- [Input for this task]:
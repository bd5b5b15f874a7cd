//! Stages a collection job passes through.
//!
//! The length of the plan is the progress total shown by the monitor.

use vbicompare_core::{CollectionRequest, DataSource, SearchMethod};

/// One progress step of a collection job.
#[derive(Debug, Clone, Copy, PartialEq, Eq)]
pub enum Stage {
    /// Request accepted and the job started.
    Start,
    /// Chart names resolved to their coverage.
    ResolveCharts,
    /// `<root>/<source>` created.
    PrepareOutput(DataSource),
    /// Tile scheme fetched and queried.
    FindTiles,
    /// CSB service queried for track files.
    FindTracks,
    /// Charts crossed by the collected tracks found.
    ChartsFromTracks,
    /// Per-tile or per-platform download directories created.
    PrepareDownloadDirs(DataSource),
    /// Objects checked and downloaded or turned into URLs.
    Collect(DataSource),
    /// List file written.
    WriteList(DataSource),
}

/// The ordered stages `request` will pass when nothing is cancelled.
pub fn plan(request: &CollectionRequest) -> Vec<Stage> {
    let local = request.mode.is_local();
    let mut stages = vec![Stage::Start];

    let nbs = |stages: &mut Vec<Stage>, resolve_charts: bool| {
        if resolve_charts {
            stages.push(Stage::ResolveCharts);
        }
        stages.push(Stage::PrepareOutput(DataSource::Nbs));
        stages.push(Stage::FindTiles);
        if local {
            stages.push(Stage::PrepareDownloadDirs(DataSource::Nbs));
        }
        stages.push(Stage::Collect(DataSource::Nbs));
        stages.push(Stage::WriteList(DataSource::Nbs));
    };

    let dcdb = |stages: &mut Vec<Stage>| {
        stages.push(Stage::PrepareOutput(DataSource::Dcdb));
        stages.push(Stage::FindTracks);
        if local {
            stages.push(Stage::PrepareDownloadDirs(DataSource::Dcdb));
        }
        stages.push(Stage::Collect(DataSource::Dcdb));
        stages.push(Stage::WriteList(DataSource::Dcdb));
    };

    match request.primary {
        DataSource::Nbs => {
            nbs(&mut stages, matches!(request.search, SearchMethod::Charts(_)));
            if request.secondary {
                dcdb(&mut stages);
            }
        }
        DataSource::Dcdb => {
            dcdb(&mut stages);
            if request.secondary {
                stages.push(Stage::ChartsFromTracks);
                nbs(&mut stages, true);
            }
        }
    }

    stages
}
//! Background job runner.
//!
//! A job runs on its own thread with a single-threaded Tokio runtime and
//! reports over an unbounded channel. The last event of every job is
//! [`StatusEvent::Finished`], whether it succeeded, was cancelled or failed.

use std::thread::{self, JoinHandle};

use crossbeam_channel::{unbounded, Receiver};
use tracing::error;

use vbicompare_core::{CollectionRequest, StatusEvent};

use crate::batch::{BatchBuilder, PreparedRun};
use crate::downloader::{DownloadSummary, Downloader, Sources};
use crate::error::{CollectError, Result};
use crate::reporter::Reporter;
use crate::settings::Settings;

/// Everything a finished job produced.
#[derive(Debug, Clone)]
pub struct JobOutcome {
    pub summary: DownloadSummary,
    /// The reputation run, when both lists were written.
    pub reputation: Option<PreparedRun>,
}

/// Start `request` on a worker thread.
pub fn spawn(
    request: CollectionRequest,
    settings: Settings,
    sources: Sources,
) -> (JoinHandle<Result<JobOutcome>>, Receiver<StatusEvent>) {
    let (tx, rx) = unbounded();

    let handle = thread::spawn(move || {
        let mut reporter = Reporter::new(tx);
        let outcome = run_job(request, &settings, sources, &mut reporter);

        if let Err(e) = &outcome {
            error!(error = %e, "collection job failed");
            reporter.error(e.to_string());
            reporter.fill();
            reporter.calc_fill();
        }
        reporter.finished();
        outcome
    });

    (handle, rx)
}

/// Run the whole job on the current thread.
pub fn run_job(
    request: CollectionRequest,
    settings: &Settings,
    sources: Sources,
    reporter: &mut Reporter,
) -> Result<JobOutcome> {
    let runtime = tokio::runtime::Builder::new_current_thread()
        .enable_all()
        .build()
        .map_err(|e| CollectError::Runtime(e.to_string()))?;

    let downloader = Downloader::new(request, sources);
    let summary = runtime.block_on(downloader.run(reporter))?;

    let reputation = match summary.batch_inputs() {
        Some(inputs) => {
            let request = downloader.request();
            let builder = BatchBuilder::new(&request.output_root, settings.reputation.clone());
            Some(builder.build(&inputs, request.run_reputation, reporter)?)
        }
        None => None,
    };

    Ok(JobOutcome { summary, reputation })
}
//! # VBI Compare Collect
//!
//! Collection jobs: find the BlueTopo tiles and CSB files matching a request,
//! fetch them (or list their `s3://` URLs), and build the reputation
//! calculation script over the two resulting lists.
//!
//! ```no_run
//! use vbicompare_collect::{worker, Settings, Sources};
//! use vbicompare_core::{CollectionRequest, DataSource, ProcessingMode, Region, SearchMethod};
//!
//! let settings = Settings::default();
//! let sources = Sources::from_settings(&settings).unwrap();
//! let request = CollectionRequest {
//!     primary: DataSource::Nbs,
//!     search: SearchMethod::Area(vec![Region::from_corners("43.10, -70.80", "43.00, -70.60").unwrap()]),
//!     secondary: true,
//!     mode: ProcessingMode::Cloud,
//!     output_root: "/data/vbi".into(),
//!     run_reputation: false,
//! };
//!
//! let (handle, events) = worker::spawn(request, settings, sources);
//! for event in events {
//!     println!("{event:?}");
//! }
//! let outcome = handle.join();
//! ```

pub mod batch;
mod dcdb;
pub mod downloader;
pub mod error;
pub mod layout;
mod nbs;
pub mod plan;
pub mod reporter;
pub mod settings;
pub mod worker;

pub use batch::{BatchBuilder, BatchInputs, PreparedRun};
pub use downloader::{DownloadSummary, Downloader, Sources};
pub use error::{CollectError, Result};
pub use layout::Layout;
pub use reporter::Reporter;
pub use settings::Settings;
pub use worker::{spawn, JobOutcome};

...

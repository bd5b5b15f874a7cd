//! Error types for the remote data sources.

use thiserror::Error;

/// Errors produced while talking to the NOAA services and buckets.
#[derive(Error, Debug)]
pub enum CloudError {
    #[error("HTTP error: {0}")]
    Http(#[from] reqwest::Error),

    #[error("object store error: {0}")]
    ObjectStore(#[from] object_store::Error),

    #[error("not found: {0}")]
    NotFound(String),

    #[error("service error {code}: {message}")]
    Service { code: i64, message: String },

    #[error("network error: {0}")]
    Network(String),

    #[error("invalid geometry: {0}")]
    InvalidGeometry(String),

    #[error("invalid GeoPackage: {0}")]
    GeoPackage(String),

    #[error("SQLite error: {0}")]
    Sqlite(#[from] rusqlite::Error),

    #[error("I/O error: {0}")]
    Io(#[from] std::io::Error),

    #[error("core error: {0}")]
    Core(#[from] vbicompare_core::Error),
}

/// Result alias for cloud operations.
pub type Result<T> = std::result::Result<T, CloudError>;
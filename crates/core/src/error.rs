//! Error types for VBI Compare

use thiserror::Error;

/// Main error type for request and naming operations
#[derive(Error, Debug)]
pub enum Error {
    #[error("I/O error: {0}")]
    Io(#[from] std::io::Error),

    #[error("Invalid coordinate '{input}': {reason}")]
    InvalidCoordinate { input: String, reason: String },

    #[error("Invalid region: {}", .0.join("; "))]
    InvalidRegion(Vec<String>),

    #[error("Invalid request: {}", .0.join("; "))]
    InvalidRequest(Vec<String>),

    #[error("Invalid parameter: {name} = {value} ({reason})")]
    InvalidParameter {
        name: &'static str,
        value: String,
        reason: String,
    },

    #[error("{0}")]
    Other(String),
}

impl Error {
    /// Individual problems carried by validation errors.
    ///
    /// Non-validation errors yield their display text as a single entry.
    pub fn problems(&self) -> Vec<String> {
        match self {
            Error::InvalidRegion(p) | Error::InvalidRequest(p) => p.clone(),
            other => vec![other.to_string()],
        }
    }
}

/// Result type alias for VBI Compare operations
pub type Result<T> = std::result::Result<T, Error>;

- [Exercise details]: Within the listing above, locate the line containing "let mut reporter = Reporter::new(tx);" and the line containing "let request = downloader.request();". Reproduce those two lines and all lines between them exactly, with nothing added.

- [Exercise answer]:
        let mut reporter = Reporter::new(tx);
        let outcome = run_job(request, &settings, sources, &mut reporter);

        if let Err(e) = &outcome {
            error!(error = %e, "collection job failed");
            reporter.error(e.to_string());
            reporter.fill();
            reporter.calc_fill();
        }
        reporter.finished();
        outcome
    });

    (handle, rx)
}

/// Run the whole job on the current thread.
pub fn run_job(
    request: CollectionRequest,
    settings: &Settings,
    sources: Sources,
    reporter: &mut Reporter,
) -> Result<JobOutcome> {
    let runtime = tokio::runtime::Builder::new_current_thread()
        .enable_all()
        .build()
        .map_err(|e| CollectError::Runtime(e.to_string()))?;

    let downloader = Downloader::new(request, sources);
    let summary = runtime.block_on(downloader.run(reporter))?;

    let reputation = match summary.batch_inputs() {
        Some(inputs) => {
            let request = downloader.request();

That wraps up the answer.